Les Utopiens sont des pacifistes qui n’ont recours à la guerre que pour se défendre ou pour libérer un peuple opprimé. Ils ne suivent pas de religion particulière et les lois d’Utopie interdisent de persécuter les individus pour des motifs religieux. Seuls trois dogmes sont imposés : l’immortalité de l’âme ; la punition ou la récompense qui suivent la mort ; le gouvernement du monde par la providence divine. Ceux qui ne croient pas à ces dogmes sont exclus de la communauté, mais ni battus, ni tués.

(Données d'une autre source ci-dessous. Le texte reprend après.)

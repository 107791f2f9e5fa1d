//! seg-runner: headless driver for corporate card segmentation.
//!
//! Usage:
//!   seg-runner seed --db cards.db --seed 42 --customers 150
//!   seg-runner analyze --db cards.db --config segmentation.json
//!   seg-runner refresh --db cards.db
//!   seg-runner segments --db cards.db
//!   seg-runner customers --db cards.db
//!   seg-runner customers --db cards.db --segment "Travel-Heavy Corporates"
//!   seg-runner customer --db cards.db --id <customer-id>
//!   seg-runner dashboard --db cards.db
//!
//! Every command prints its result as JSON on stdout.

use anyhow::{bail, Result};
use cardseg_core::{
    report::{customer_detail, customers_in_segment, dashboard_stats, list_customers, list_segments},
    seed::reset_and_seed,
    SeedConfig, SegmentationConfig, SegmentationEngine, SqliteStore,
};
use serde::Serialize;
use std::env;

#[derive(Serialize)]
struct SeedOutput {
    customers_created: usize,
    transactions_created: usize,
    segments_created: usize,
    customers_segmented: usize,
}

#[derive(Serialize)]
struct AnalyzeOutput {
    segments_created: usize,
    customers_segmented: usize,
    inertia: f64,
}

#[derive(Serialize)]
struct RefreshOutput {
    customers_refreshed: usize,
}

fn main() -> Result<()> {
    env_logger::init();

    let args: Vec<String> = env::args().collect();
    let command = args.get(1).map(String::as_str).unwrap_or("dashboard");
    let db = flag_value(&args, "--db").unwrap_or("cardseg.db");

    let config = match flag_value(&args, "--config") {
        Some(path) => SegmentationConfig::load(path)?,
        None => SegmentationConfig::default(),
    };
    let seed = parse_arg(&args, "--seed", config.seed);
    let limit = config.fetch_limit;

    let store = SqliteStore::open(db)?;
    store.migrate()?;
    log::info!("seg-runner: command={command} db={db} seed={seed}");

    let engine = SegmentationEngine::new(store, config)?;

    match command {
        "seed" => {
            let seed_config = SeedConfig {
                customer_count: parse_arg(&args, "--customers", SeedConfig::default().customer_count),
                ..Default::default()
            };
            let report = reset_and_seed(engine.store(), &seed_config, seed, chrono::Utc::now())?;
            let summary = engine.run_segmentation()?;
            print_json(&SeedOutput {
                customers_created: report.customers_created,
                transactions_created: report.transactions_created,
                segments_created: summary.segments_created,
                customers_segmented: summary.customers_segmented,
            })?;
        }
        "analyze" => {
            let summary = engine.run_segmentation()?;
            print_json(&AnalyzeOutput {
                segments_created: summary.segments_created,
                customers_segmented: summary.customers_segmented,
                inertia: summary.inertia,
            })?;
        }
        "refresh" => {
            let customers_refreshed = engine.refresh_customer_statistics()?;
            print_json(&RefreshOutput { customers_refreshed })?;
        }
        "segments" => print_json(&list_segments(engine.store(), limit)?)?,
        "customers" => match flag_value(&args, "--segment") {
            Some(segment) => print_json(&customers_in_segment(engine.store(), segment, limit)?)?,
            None => print_json(&list_customers(engine.store(), limit)?)?,
        },
        "customer" => {
            let Some(id) = flag_value(&args, "--id") else {
                bail!("customer requires --id <customer-id>");
            };
            match customer_detail(engine.store(), id, limit)? {
                Some(detail) => print_json(&detail)?,
                None => bail!("customer '{id}' not found"),
            }
        }
        "dashboard" => print_json(&dashboard_stats(engine.store(), limit)?)?,
        other => bail!(
            "unknown command '{other}' (expected seed|analyze|refresh|segments|customers|customer|dashboard)"
        ),
    }

    Ok(())
}

fn print_json<T: Serialize>(value: &T) -> Result<()> {
    println!("{}", serde_json::to_string_pretty(value)?);
    Ok(())
}

fn flag_value<'a>(args: &'a [String], flag: &str) -> Option<&'a str> {
    args.windows(2)
        .find(|w| w[0] == flag)
        .map(|w| w[1].as_str())
}

fn parse_arg<T: std::str::FromStr + Copy>(args: &[String], flag: &str, default: T) -> T {
    args.windows(2)
        .find(|w| w[0] == flag)
        .and_then(|w| w[1].parse().ok())
        .unwrap_or(default)
}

L’ Utopie est l’un des ouvrages les plus controversés de la littérature philosophique. Dans quelle mesure Thomas More partage-t-il les idées exprimées dans son livre ? Il est difficile d’imaginer qu’un catholique tel que lui ait pu avoir pour idéal un État païen fondé sur la raison et la philosophie, ignorant de l’Incarnation et des sacrements. Toutefois, Utopie ne constitue-t-elle pas un symétrique inversé, voire souhaité, de la société de l’époque de Thomas More ? Si la première partie de l’ouvrage est une critique en règle de la société chrétienne, la seconde ne peut-elle être lue comme un modèle à suivre ?

On retrouve d’ailleurs dans le livre la tension, importante pour comprendre More, entre la philosophie de Platon et celle de Cicéron. Tandis que la première partie renvoie à la problématique cicéronienne des devoirs du citoyen, la seconde est une référence explicite à la société idéale de la République de Platon. Thomas More a-t-il voulu définir un idéal platonicien de société, à charge pour l’homme d’État cicéronien d’y conduire ?

On ne peut cependant pas exclure que Thomas More ait simplement voulu dénoncer en un seul essai deux modèles de société. En effet, il critique ailleurs le communisme des anabaptistes et a toujours montré un grand souci de ses intérêts économiques et de son confort, comme en témoigne par exemple la luxueuse maison qu’il se fit construire à Chelsea dans la décennie 1520. De plus, à l’exception de sa fille Margaret, il ne tenait pas les femmes en haute estime, comme en témoigne son affirmation qu’il « n’est pas possible de vivre, même avec la meilleure des femmes, sans bon nombre d’inconvénients » .

Une autre question, plus importante encore, est soulevée par la description de la législation religieuse d’ Utopie : elle a entretenu la légende d’un Thomas More moderne et tolérant. Il s’agit pourtant là encore d’une erreur de perspective. Trop d’historiens ont eu la réflexion troublée par l’intuition émue d’avoir affaire à un précurseur, un homme qui, avec quatre siècles d’avance, partageait les idéaux de l’époque contemporaine.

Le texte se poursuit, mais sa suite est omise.